Sa nature mythique est par essence ambivalente, née du croisement entre le divin et l’humain, lorsqu’une mortelle est grosse des œuvres d’un dieu, ou qu’une déesse a provoqué les avances prolifiques d’un homme. En témoigne l’abondante progéniture de Zeus, don Juan patenté en escapade réitérée vers l’accorte jeune fille ou l’épouse abusée par ses ruses, Europe, Danaé, Léda, Alcmène, pour ne citer que quelques-unes de la liste fort longue de ses conquêtes. Achille, quant à lui, est le fruit des amours de la déesse marine Thétis et du roi thessalien Pélée.

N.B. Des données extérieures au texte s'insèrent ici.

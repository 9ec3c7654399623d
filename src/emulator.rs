use std::path::Path;

use winit::{
    event::{ElementState, KeyboardInput, VirtualKeyCode, WindowEvent},
    event_loop::ControlFlow,
    window::Window,
};

use crate::{
    beeper::Beeper,
    keypad::KeypadState,
    machine::{HostSignal, Machine, RunState},
    renderer::{Renderer, RendererError},
    timing::Timing,
};

// Instructions per frame presets, F1 - F4
const CYCLES_REFERENCE: u32 = 1;
const CYCLES_NORMAL: u32 = 8;
const CYCLES_FAST: u32 = 16;
const CYCLES_MAX: u32 = 32;

// Frames per second
pub const DEFAULT_FRAME_RATE: u64 = 60;
pub const MAX_FRAME_RATE: u64 = 1000;

#[derive(Debug, Clone, Copy, PartialEq, Eq)]
pub struct EmulatorConfig {
    pub frame_rate: u64,
    pub mute: bool,
}

impl Default for EmulatorConfig {
    fn default() -> Self {
        Self {
            frame_rate: DEFAULT_FRAME_RATE,
            mute: false,
        }
    }
}

/// Host side of the run loop: feeds window input to the machine and presents
/// its framebuffer and sound signal.
pub struct Emulator {
    renderer: Renderer,
    beeper: Beeper,
    machine: Machine,
    keypad: KeypadState,
    timing: Timing,
    pause_held: bool,
    present_failed: bool,
}

impl Emulator {
    pub fn new(
        window: &Window,
        machine: Machine,
        config: EmulatorConfig,
    ) -> Result<Self, RendererError> {
        let mut renderer = pollster::block_on(Renderer::new(window))?;
        renderer.write_framebuffer(machine.framebuffer());

        let mut beeper = Beeper::new();
        if config.mute {
            log::info!("audio muted");
        } else if let Err(err) = beeper.start_stream() {
            log::warn!("could not open audio output: {}", err);
        }
        if !beeper.is_streaming() {
            log::info!("running without sound");
        }

        Ok(Self {
            renderer,
            beeper,
            machine,
            keypad: KeypadState::new(),
            timing: Timing::new(config.frame_rate),
            pause_held: false,
            present_failed: false,
        })
    }

    /// Process exit code once the loop is over.
    pub fn exit_code(&self) -> i32 {
        if self.present_failed {
            1
        } else {
            self.machine.exit_code()
        }
    }

    pub fn handle_window_event(&mut self, event: WindowEvent) -> Option<ControlFlow> {
        match event {
            WindowEvent::CloseRequested => {
                log::info!("window closed");
                self.machine.handle_signal(HostSignal::Quit);
            }
            WindowEvent::KeyboardInput {
                input:
                    KeyboardInput {
                        state: element_state,
                        virtual_keycode: Some(keycode),
                        ..
                    },
                ..
            } => match element_state {
                ElementState::Pressed => self.on_key_pressed(keycode),
                ElementState::Released => self.on_key_released(keycode),
            },
            WindowEvent::DroppedFile(path_buf) => self.reload(&path_buf),
            WindowEvent::Resized(physical_size) => self.renderer.on_resize(physical_size),
            WindowEvent::ScaleFactorChanged { new_inner_size, .. } => {
                self.renderer.on_resize(*new_inner_size)
            }
            _ => (),
        };

        self.exit_if_halted()
    }

    pub fn handle_update(&mut self, window: &Window) -> Option<ControlFlow> {
        if let Some(flow) = self.exit_if_halted() {
            return Some(flow);
        }

        if self.timing.should_tick() {
            // Faults are recorded by the machine and surface via exit_code
            let _ = self.machine.tick(&self.keypad);
            let running = self.machine.state() == RunState::Running;
            self.beeper
                .set_beeper_active(running && self.machine.sound_active());
            window.request_redraw();
            self.timing.mark_tick()
        }

        self.timing.try_sleep();

        self.exit_if_halted()
    }

    pub fn handle_redraw(&mut self) -> Option<ControlFlow> {
        if let Some(modification_data) = self.machine.pop_display_modifications() {
            self.renderer.write_display_modifications(modification_data);
        }
        if let Err(err) = self.renderer.on_redraw() {
            log::error!("presentation failed: {}", err);
            self.present_failed = true;
            return Some(ControlFlow::Exit);
        }

        None
    }

    fn exit_if_halted(&self) -> Option<ControlFlow> {
        if self.machine.state() == RunState::Halted {
            Some(ControlFlow::Exit)
        } else {
            None
        }
    }

    fn reload(&mut self, path: &Path) {
        let rom = match std::fs::read(path) {
            Ok(rom) => rom,
            Err(err) => {
                log::error!("could not read {}: {}", path.display(), err);
                return;
            }
        };

        match Machine::new(&rom, self.machine.config()) {
            Ok(machine) => {
                log::info!("loaded {} ({} bytes)", path.display(), rom.len());
                self.machine = machine;
                self.keypad = KeypadState::new();
                self.renderer.write_framebuffer(self.machine.framebuffer());
            }
            Err(err) => log::error!("keeping current program: {}", err),
        }
    }

    fn on_key_pressed(&mut self, keycode: VirtualKeyCode) {
        if let Some(key_idx) = map_key(keycode) {
            self.keypad.state[key_idx as usize] = true;
            return;
        }

        match keycode {
            VirtualKeyCode::Escape => self.machine.handle_signal(HostSignal::Quit),
            // Held keys repeat; toggle once per press
            VirtualKeyCode::P if !self.pause_held => {
                self.pause_held = true;
                self.machine.handle_signal(HostSignal::TogglePause)
            }
            _ => self.adjust_cycles(keycode),
        }
    }

    fn on_key_released(&mut self, keycode: VirtualKeyCode) {
        if let Some(key_idx) = map_key(keycode) {
            self.keypad.state[key_idx as usize] = false;
        } else if keycode == VirtualKeyCode::P {
            self.pause_held = false;
        }
    }

    fn adjust_cycles(&mut self, keycode: VirtualKeyCode) {
        if let Some(cycles) = map_cycles_preset(keycode) {
            self.machine.set_cycles_per_tick(cycles)
        }
    }
}

fn map_cycles_preset(keycode: VirtualKeyCode) -> Option<u32> {
    match keycode {
        VirtualKeyCode::F1 => Some(CYCLES_REFERENCE),
        VirtualKeyCode::F2 => Some(CYCLES_NORMAL),
        VirtualKeyCode::F3 => Some(CYCLES_FAST),
        VirtualKeyCode::F4 => Some(CYCLES_MAX),
        _ => None,
    }
}

fn map_key(scancode: VirtualKeyCode) -> Option<u8> {
    match scancode {
        VirtualKeyCode::Key1 => Some(1),
        VirtualKeyCode::Key2 => Some(2),
        VirtualKeyCode::Key3 => Some(3),
        VirtualKeyCode::Key4 => Some(0xC),

        VirtualKeyCode::Q => Some(4),
        VirtualKeyCode::W => Some(5),
        VirtualKeyCode::E => Some(6),
        VirtualKeyCode::R => Some(0xD),

        VirtualKeyCode::A => Some(7),
        VirtualKeyCode::S => Some(8),
        VirtualKeyCode::D => Some(9),
        VirtualKeyCode::F => Some(0xE),

        VirtualKeyCode::Z => Some(0xA),
        VirtualKeyCode::X => Some(0),
        VirtualKeyCode::C => Some(0xB),
        VirtualKeyCode::V => Some(0xF),

        _ => None,
    }
}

Ainsi, par le mythe, est donnée à percevoir la porosité entre deux mondes, l’un divin et immortel, – même si une divinité peut être blessée au combat, ce n’est qu’un épisode passager où sa vie ne saurait être remise en cause – l’autre, humain et mortel – les victoires sont hors du commun, et la guérison de blessures inimaginables, si elle est octroyée, ne peut préluder qu’à une mort certaine à plus ou moins longue échéance. Car aucune créature hybride ainsi engendrée n’échappera à la mort. Seul dédommagement octroyé, une existence inouïe, dans l’excellence lumineuse comme dans l’horreur d’une souffrance exemplaire. Et surtout une gloire définitive, un culte rendu dans une communauté qui s’honore de ses hauts faits légendaires et des éventuels miracles que la fréquentation du héros local laisse augurer, autour du lieu de ses exploits, de sa tombe supposée. Rites et cérémonies scandent ainsi la vie sociale, prières et sacrifices propitiatoires rythment le quotidien plus intime.
Par son ambivalence, la figure du héros participe de l’interdit, d’une forme de démesure, d’hubris. Son contact exceptionnel avec la mort a prouvé sa nature autre que strictement humaine. On en attendra donc la guérison, la protection, l’oracle.
Héros homérique, Achille nargue la mort, mais à la fin de l’envoi, c’est elle qui le touche sans appel. C’est ce qui autorise le glissement de sens, l’affadissement pourrait-on dire, du mot héros, sa réduction à sa principale manifestation, la bravoure, le panache. Et on y retrouvera Cyrano de Bergerac, celui qui défie insolemment la Camarde, avant de s’incliner.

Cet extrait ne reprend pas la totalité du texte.